• [Work order]: Your task is to transcribe the entries below exactly, from their first line down to the line containing "compile error in", and to stop there.

(Stored data entries)
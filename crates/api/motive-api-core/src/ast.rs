//! Validated animation syntax tree.
//!
//! The tree is produced by an external validator/builder and is read-only
//! input to the compiler and runtime. It is a closed tagged union so every
//! visitor can match exhaustively; adding a node kind is a compile error in
//! each visitor until handled.

use hashbrown::HashMap;
use serde::{Deserialize, Serialize};

use crate::style::{StyleMap, StyleValue};

/// Resolved animate timings in milliseconds.
#[derive(Clone, Debug, Default, PartialEq, Serialize, Deserialize)]
pub struct Timing {
    pub duration: f32,
    #[serde(default)]
    pub delay: f32,
    #[serde(default)]
    pub easing: Option<String>,
}

impl Timing {
    pub fn new(duration: f32, delay: f32, easing: Option<&str>) -> Self {
        Self {
            duration,
            delay,
            easing: easing.map(|e| e.to_string()),
        }
    }
}

/// Timing attached to an `animate()` step. The dynamic variant carries a
/// templated expression (e.g. `"{{ time }} ease-out"`) resolved against
/// runtime parameters on every invocation.
#[derive(Clone, Debug, PartialEq, Serialize, Deserialize)]
#[serde(tag = "kind", rename_all = "snake_case")]
pub enum TimingAst {
    Fixed(Timing),
    Dynamic { expr: String },
}

/// A single option-level timing value (`delay: 200` or `delay: "{{ d }}"`).
#[derive(Clone, Debug, PartialEq, Serialize, Deserialize)]
#[serde(untagged)]
pub enum TimingValue {
    Number(f32),
    Expr(String),
}

/// Options carried by sequences, groups, transitions, queries and references.
#[derive(Clone, Debug, Default, PartialEq, Serialize, Deserialize)]
pub struct AnimationOptions {
    #[serde(default)]
    pub delay: Option<TimingValue>,
    /// Duration override, honored when splicing child animations; a zero
    /// value skips the spliced animation entirely.
    #[serde(default)]
    pub duration: Option<TimingValue>,
    #[serde(default)]
    pub params: Option<HashMap<String, StyleValue>>,
}

/// One side of a transition matcher.
#[derive(Clone, Debug, PartialEq, Serialize, Deserialize)]
#[serde(rename_all = "snake_case")]
pub enum StateMatch {
    /// `*` — any state.
    Any,
    /// The implicit initial/removal-terminal state.
    Void,
    /// A literal state name.
    Value(String),
}

impl StateMatch {
    /// Does this side accept the (already normalized) state value?
    pub fn accepts(&self, state: &str) -> bool {
        match self {
            StateMatch::Any => true,
            StateMatch::Void => state == "void",
            StateMatch::Value(v) => v == state,
        }
    }
}

/// A `(from, to)` edge matcher. Bidirectional (`<=>`) expressions are expanded
/// by the validator into two matchers.
#[derive(Clone, Debug, PartialEq, Serialize, Deserialize)]
pub struct TransitionMatcher {
    pub from: StateMatch,
    pub to: StateMatch,
}

impl TransitionMatcher {
    pub fn matches(&self, from: &str, to: &str) -> bool {
        self.from.accepts(from) && self.to.accepts(to)
    }
}

/// The closed animation node union.
#[derive(Clone, Debug, PartialEq, Serialize, Deserialize)]
#[serde(tag = "type", rename_all = "snake_case")]
pub enum AnimationNode {
    Trigger(TriggerAst),
    State(StateAst),
    Transition(TransitionAst),
    Sequence(SequenceAst),
    Group(GroupAst),
    Animate(AnimateAst),
    Style(StyleAst),
    Keyframes(KeyframesAst),
    Reference(ReferenceAst),
    AnimateChild(AnimateChildAst),
    AnimateRef(AnimateRefAst),
    Query(QueryAst),
    Stagger(StaggerAst),
}

#[derive(Clone, Debug, PartialEq, Serialize, Deserialize)]
pub struct TriggerAst {
    pub name: String,
    #[serde(default)]
    pub states: Vec<StateAst>,
    #[serde(default)]
    pub transitions: Vec<TransitionAst>,
}

#[derive(Clone, Debug, PartialEq, Serialize, Deserialize)]
pub struct StateAst {
    /// State name; may be a comma-separated list, split at trigger build.
    pub name: String,
    pub style: StyleAst,
    #[serde(default)]
    pub options: Option<AnimationOptions>,
}

#[derive(Clone, Debug, PartialEq, Serialize, Deserialize)]
pub struct TransitionAst {
    pub matchers: Vec<TransitionMatcher>,
    pub animation: Box<AnimationNode>,
    #[serde(default)]
    pub options: Option<AnimationOptions>,
    /// Number of `query()` nodes beneath this transition (validator-counted).
    #[serde(default)]
    pub query_count: usize,
    /// Number of `animate_child()`/`animate_ref()` nodes beneath it.
    #[serde(default)]
    pub dep_count: usize,
}

#[derive(Clone, Debug, PartialEq, Serialize, Deserialize)]
pub struct SequenceAst {
    pub steps: Vec<AnimationNode>,
    #[serde(default)]
    pub options: Option<AnimationOptions>,
}

#[derive(Clone, Debug, PartialEq, Serialize, Deserialize)]
pub struct GroupAst {
    pub steps: Vec<AnimationNode>,
    #[serde(default)]
    pub options: Option<AnimationOptions>,
}

#[derive(Clone, Debug, PartialEq, Serialize, Deserialize)]
pub struct AnimateAst {
    pub timings: TimingAst,
    /// Either a Style node or a Keyframes node.
    pub style: Box<AnimationNode>,
}

/// One entry of a style step: either a literal map or the `*` wildcard that
/// expands to every property known so far on the timeline.
#[derive(Clone, Debug, PartialEq, Serialize, Deserialize)]
#[serde(untagged)]
pub enum StyleTuple {
    Wildcard(String),
    Styles(StyleMap),
}

#[derive(Clone, Debug, Default, PartialEq, Serialize, Deserialize)]
pub struct StyleAst {
    #[serde(default)]
    pub styles: Vec<StyleTuple>,
    #[serde(default)]
    pub easing: Option<String>,
    /// Explicit keyframe offset when used inside `keyframes()`.
    #[serde(default)]
    pub offset: Option<f32>,
    /// True for the `animate(500)` shorthand with no destination styles.
    #[serde(default)]
    pub is_empty_step: bool,
}

#[derive(Clone, Debug, PartialEq, Serialize, Deserialize)]
pub struct KeyframesAst {
    pub steps: Vec<StyleAst>,
}

#[derive(Clone, Debug, PartialEq, Serialize, Deserialize)]
pub struct ReferenceAst {
    pub animation: Box<AnimationNode>,
    #[serde(default)]
    pub options: Option<AnimationOptions>,
}

#[derive(Clone, Debug, Default, PartialEq, Serialize, Deserialize)]
pub struct AnimateChildAst {
    #[serde(default)]
    pub options: Option<AnimationOptions>,
}

#[derive(Clone, Debug, PartialEq, Serialize, Deserialize)]
pub struct AnimateRefAst {
    pub animation: ReferenceAst,
    #[serde(default)]
    pub options: Option<AnimationOptions>,
}

#[derive(Clone, Debug, PartialEq, Serialize, Deserialize)]
pub struct QueryAst {
    /// Selector with `:enter`/`:leave` tokens already isolated; the compiler
    /// substitutes the per-flush synthetic markers.
    pub selector: String,
    /// The selector as written, for error reporting.
    pub original_selector: String,
    /// 0 = unlimited; negative counts from the tail.
    #[serde(default)]
    pub limit: i32,
    #[serde(default)]
    pub optional: bool,
    #[serde(default)]
    pub include_self: bool,
    pub animation: Box<AnimationNode>,
    #[serde(default)]
    pub options: Option<AnimationOptions>,
}

#[derive(Clone, Debug, PartialEq, Serialize, Deserialize)]
pub struct StaggerAst {
    /// Negative duration reverses the order; easing `"full"` reuses the
    /// parent context's accumulated stagger time.
    pub timings: Timing,
    pub animation: Box<AnimationNode>,
}

impl AnimationNode {
    /// Coarse kind name, used in error messages.
    pub fn kind(&self) -> &'static str {
        match self {
            AnimationNode::Trigger(_) => "trigger",
            AnimationNode::State(_) => "state",
            AnimationNode::Transition(_) => "transition",
            AnimationNode::Sequence(_) => "sequence",
            AnimationNode::Group(_) => "group",
            AnimationNode::Animate(_) => "animate",
            AnimationNode::Style(_) => "style",
            AnimationNode::Keyframes(_) => "keyframes",
            AnimationNode::Reference(_) => "reference",
            AnimationNode::AnimateChild(_) => "animate_child",
            AnimationNode::AnimateRef(_) => "animate_ref",
            AnimationNode::Query(_) => "query",
            AnimationNode::Stagger(_) => "stagger",
        }
    }
}

#[cfg(test)]
mod tests {
    use super::*;

    /// it should match wildcard, void and literal states
    #[test]
    fn matcher_semantics() {
        let m = TransitionMatcher {
            from: StateMatch::Value("open".into()),
            to: StateMatch::Any,
        };
        assert!(m.matches("open", "closed"));
        assert!(!m.matches("closed", "open"));

        let leave = TransitionMatcher {
            from: StateMatch::Any,
            to: StateMatch::Void,
        };
        assert!(leave.matches("open", "void"));
        assert!(!leave.matches("open", "closed"));
    }
}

• [Written answer]:
filename crates/api/motive-api-core/src/ast.rs
//! Validated animation syntax tree.
//!
//! The tree is produced by an external validator/builder and is read-only
//! input to the compiler and runtime. It is a closed tagged union so every
//! visitor can match exhaustively; adding a node kind is a compile error in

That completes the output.